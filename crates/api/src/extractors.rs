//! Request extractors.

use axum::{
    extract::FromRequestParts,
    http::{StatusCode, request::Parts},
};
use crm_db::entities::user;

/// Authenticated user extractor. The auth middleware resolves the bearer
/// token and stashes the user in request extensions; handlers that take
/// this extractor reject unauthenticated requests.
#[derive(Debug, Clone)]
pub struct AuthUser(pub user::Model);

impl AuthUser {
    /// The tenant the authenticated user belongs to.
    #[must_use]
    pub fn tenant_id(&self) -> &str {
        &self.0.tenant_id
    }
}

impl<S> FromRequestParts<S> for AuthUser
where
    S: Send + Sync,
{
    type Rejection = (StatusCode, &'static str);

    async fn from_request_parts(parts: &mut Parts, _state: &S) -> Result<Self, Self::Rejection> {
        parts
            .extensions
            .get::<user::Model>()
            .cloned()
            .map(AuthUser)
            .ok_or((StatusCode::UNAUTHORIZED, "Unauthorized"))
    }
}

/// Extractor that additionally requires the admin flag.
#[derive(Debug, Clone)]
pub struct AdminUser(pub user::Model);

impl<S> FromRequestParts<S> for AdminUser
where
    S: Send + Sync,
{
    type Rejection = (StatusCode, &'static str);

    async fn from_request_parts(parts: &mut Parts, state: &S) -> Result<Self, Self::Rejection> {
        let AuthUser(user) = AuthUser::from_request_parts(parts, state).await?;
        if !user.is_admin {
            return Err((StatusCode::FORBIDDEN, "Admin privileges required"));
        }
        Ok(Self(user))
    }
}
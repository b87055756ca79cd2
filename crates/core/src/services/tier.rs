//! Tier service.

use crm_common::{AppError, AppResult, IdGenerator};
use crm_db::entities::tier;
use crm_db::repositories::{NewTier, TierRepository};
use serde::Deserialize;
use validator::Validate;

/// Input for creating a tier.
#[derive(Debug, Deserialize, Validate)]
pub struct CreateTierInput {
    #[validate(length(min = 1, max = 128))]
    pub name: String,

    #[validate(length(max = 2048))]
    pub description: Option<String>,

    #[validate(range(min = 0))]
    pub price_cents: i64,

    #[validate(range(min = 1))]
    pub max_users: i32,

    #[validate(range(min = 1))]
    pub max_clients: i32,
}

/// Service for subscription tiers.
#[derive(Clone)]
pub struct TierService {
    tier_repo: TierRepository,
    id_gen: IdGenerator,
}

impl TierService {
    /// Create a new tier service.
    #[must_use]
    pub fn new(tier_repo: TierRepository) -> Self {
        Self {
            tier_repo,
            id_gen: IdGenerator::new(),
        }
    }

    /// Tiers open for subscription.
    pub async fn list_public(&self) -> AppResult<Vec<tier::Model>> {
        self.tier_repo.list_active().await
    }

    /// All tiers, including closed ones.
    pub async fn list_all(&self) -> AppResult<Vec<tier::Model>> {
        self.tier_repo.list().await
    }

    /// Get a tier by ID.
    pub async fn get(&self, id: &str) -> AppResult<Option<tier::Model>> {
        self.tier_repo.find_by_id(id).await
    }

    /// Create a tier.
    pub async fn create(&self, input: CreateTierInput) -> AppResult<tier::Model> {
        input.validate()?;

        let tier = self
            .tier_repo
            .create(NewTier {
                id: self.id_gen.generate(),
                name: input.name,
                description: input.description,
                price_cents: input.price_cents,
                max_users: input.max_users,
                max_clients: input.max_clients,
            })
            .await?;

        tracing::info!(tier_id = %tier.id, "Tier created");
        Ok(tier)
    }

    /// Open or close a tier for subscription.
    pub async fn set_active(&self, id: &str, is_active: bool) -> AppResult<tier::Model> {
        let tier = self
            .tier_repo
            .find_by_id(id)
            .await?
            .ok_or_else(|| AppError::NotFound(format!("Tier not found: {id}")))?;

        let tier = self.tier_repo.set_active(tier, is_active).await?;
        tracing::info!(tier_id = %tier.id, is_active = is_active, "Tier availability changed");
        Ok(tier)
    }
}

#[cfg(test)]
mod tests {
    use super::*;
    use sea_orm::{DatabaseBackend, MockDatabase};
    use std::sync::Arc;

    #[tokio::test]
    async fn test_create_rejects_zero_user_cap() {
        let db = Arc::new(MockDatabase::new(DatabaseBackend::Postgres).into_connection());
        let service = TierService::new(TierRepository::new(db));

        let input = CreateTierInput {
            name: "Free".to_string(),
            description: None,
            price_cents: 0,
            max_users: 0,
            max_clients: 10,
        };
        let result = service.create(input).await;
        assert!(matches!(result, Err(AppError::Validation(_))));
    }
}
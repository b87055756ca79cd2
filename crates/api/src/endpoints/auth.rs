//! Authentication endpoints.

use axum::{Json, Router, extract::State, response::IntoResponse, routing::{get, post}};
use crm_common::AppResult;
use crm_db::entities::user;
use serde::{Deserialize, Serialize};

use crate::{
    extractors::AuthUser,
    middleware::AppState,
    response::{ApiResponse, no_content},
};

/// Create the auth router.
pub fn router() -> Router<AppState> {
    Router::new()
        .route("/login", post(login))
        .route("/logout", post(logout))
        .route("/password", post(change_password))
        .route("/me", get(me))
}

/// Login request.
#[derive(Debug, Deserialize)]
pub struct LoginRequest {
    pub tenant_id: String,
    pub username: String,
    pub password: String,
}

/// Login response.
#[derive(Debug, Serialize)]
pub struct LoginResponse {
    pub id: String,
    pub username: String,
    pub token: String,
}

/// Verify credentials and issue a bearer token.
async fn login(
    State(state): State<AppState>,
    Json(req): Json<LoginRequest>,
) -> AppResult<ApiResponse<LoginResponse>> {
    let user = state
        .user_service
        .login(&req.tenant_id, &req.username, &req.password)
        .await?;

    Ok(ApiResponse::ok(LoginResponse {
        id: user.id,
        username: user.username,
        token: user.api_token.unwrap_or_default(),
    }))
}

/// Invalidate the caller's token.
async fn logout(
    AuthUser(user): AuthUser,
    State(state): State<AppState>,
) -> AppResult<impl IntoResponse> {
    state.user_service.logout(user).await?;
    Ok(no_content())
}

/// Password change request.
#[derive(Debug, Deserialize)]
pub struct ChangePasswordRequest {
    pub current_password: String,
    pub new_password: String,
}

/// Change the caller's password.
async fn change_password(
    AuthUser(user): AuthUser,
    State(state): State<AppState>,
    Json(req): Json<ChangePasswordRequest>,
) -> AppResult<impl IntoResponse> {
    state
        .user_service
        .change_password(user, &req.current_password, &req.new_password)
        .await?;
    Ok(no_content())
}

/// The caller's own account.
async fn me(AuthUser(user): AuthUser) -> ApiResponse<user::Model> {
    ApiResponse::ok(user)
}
--*--
Please set down the whole listing above without altering a single line.

filename crates/api/src/extractors.rs
//! Request extractors.

use axum::{
    extract::FromRequestParts,
    http::{StatusCode, request::Parts},
};
use crm_db::entities::user;

/// Authenticated user extractor. The auth middleware resolves the bearer
/// token and stashes the user in request extensions; handlers that take
/// this extractor reject unauthenticated requests.
#[derive(Debug, Clone)]
pub struct AuthUser(pub user::Model);

impl AuthUser {
    /// The tenant the authenticated user belongs to.
    #[must_use]
    pub fn tenant_id(&self) -> &str {
        &self.0.tenant_id
    }
}

impl<S> FromRequestParts<S> for AuthUser
where
    S: Send + Sync,
{
    type Rejection = (StatusCode, &'static str);

    async fn from_request_parts(parts: &mut Parts, _state: &S) -> Result<Self, Self::Rejection> {
        parts
            .extensions
            .get::<user::Model>()
            .cloned()
            .map(AuthUser)
            .ok_or((StatusCode::UNAUTHORIZED, "Unauthorized"))
    }
}

/// Extractor that additionally requires the admin flag.
#[derive(Debug, Clone)]
pub struct AdminUser(pub user::Model);

impl<S> FromRequestParts<S> for AdminUser
where
    S: Send + Sync,
{
    type Rejection = (StatusCode, &'static str);

    async fn from_request_parts(parts: &mut Parts, state: &S) -> Result<Self, Self::Rejection> {
        let AuthUser(user) = AuthUser::from_request_parts(parts, state).await?;
        if !user.is_admin {
            return Err((StatusCode::FORBIDDEN, "Admin privileges required"));
        }
        Ok(Self(user))
    }
}
repository b87055756ca79cd2
filename crates/core/src/services/tier.rs
//! Tier service.

use crm_common::{AppError, AppResult, IdGenerator};
use crm_db::entities::tier;
use crm_db::repositories::{NewTier, TierRepository};
use serde::Deserialize;
use validator::Validate;

/// Input for creating a tier.
#[derive(Debug, Deserialize, Validate)]
pub struct CreateTierInput {
    #[validate(length(min = 1, max = 128))]
    pub name: String,

    #[validate(length(max = 2048))]
    pub description: Option<String>,

    #[validate(range(min = 0))]
    pub price_cents: i64,

    #[validate(range(min = 1))]
    pub max_users: i32,

    #[validate(range(min = 1))]
    pub max_clients: i32,
}

/// Service for subscription tiers.
#[derive(Clone)]
pub struct TierService {
    tier_repo: TierRepository,
    id_gen: IdGenerator,
}

impl TierService {
    /// Create a new tier service.
    #[must_use]
    pub fn new(tier_repo: TierRepository) -> Self {
        Self {
            tier_repo,
            id_gen: IdGenerator::new(),
        }
    }

    /// Tiers open for subscription.
    pub async fn list_public(&self) -> AppResult<Vec<tier::Model>> {
        self.tier_repo.list_active().await
    }

    /// All tiers, including closed ones.
    pub async fn list_all(&self) -> AppResult<Vec<tier::Model>> {
        self.tier_repo.list().await
    }

    /// Get a tier by ID.
    pub async fn get(&self, id: &str) -> AppResult<Option<tier::Model>> {
        self.tier_repo.find_by_id(id).await
    }

    /// Create a tier.
    pub async fn create(&self, input: CreateTierInput) -> AppResult<tier::Model> {
        input.validate()?;

        let tier = self
            .tier_repo
            .create(NewTier {
                id: self.id_gen.generate(),
                name: input.name,
                description: input.description,
                price_cents: input.price_cents,
                max_users: input.max_users,
                max_clients: input.max_clients,
            })
            .await?;

        tracing::info!(tier_id = %tier.id, "Tier created");
        Ok(tier)
    }

    /// Open or close a tier for subscription.
    pub async fn set_active(&self, id: &str, is_active: bool) -> AppResult<tier::Model> {
        let tier = self
            .tier_repo
            .find_by_id(id)
            .await?
            .ok_or_else(|| AppError::NotFound(format!("Tier not found: {id}")))?;

        let tier = self.tier_repo.set_active(tier, is_active).await?;
        tracing::info!(tier_id = %tier.id, is_active = is_active, "Tier availability changed");
        Ok(tier)
    }
}

#[cfg(test)]
mod tests {
    use super::*;
    use sea_orm::{DatabaseBackend, MockDatabase};
    use std::sync::Arc;

    #[tokio::test]
    async fn test_create_rejects_zero_user_cap() {
        let db = Arc::new(MockDatabase::new(DatabaseBackend::Postgres).into_connection());
        let service = TierService::new(TierRepository::new(db));

        let input = CreateTierInput {
            name: "Free".to_string(),
            description: None,
            price_cents: 0,
            max_users: 0,
            max_clients: 10,
        };
        let result = service.create(input).await;
        assert!(matches!(result, Err(AppError::Validation(_))));
    }
}
repository b87055756ca79cd2
filename crates/api/src/endpoints/auth.rs
//! Authentication endpoints.

use axum::{Json, Router, extract::State, response::IntoResponse, routing::{get, post}};
use crm_common::AppResult;
use crm_db::entities::user;
use serde::{Deserialize, Serialize};

use crate::{
    extractors::AuthUser,
    middleware::AppState,
    response::{ApiResponse, no_content},
};

/// Create the auth router.
pub fn router() -> Router<AppState> {
    Router::new()
        .route("/login", post(login))
        .route("/logout", post(logout))
        .route("/password", post(change_password))
        .route("/me", get(me))
}

/// Login request.
#[derive(Debug, Deserialize)]
pub struct LoginRequest {
    pub tenant_id: String,
    pub username: String,
    pub password: String,
}

/// Login response.
#[derive(Debug, Serialize)]
pub struct LoginResponse {
    pub id: String,
    pub username: String,
    pub token: String,
}

/// Verify credentials and issue a bearer token.
async fn login(
    State(state): State<AppState>,
    Json(req): Json<LoginRequest>,
) -> AppResult<ApiResponse<LoginResponse>> {
    let user = state
        .user_service
        .login(&req.tenant_id, &req.username, &req.password)
        .await?;

    Ok(ApiResponse::ok(LoginResponse {
        id: user.id,
        username: user.username,
        token: user.api_token.unwrap_or_default(),
    }))
}

/// Invalidate the caller's token.
async fn logout(
    AuthUser(user): AuthUser,
    State(state): State<AppState>,
) -> AppResult<impl IntoResponse> {
    state.user_service.logout(user).await?;
    Ok(no_content())
}

/// Password change request.
#[derive(Debug, Deserialize)]
pub struct ChangePasswordRequest {
    pub current_password: String,
    pub new_password: String,
}

/// Change the caller's password.
async fn change_password(
    AuthUser(user): AuthUser,
    State(state): State<AppState>,
    Json(req): Json<ChangePasswordRequest>,
) -> AppResult<impl IntoResponse> {
    state
        .user_service
        .change_password(user, &req.current_password, &req.new_password)
        .await?;
    Ok(no_content())
}

/// The caller's own account.
async fn me(AuthUser(user): AuthUser) -> ApiResponse<user::Model> {
    ApiResponse::ok(user)
}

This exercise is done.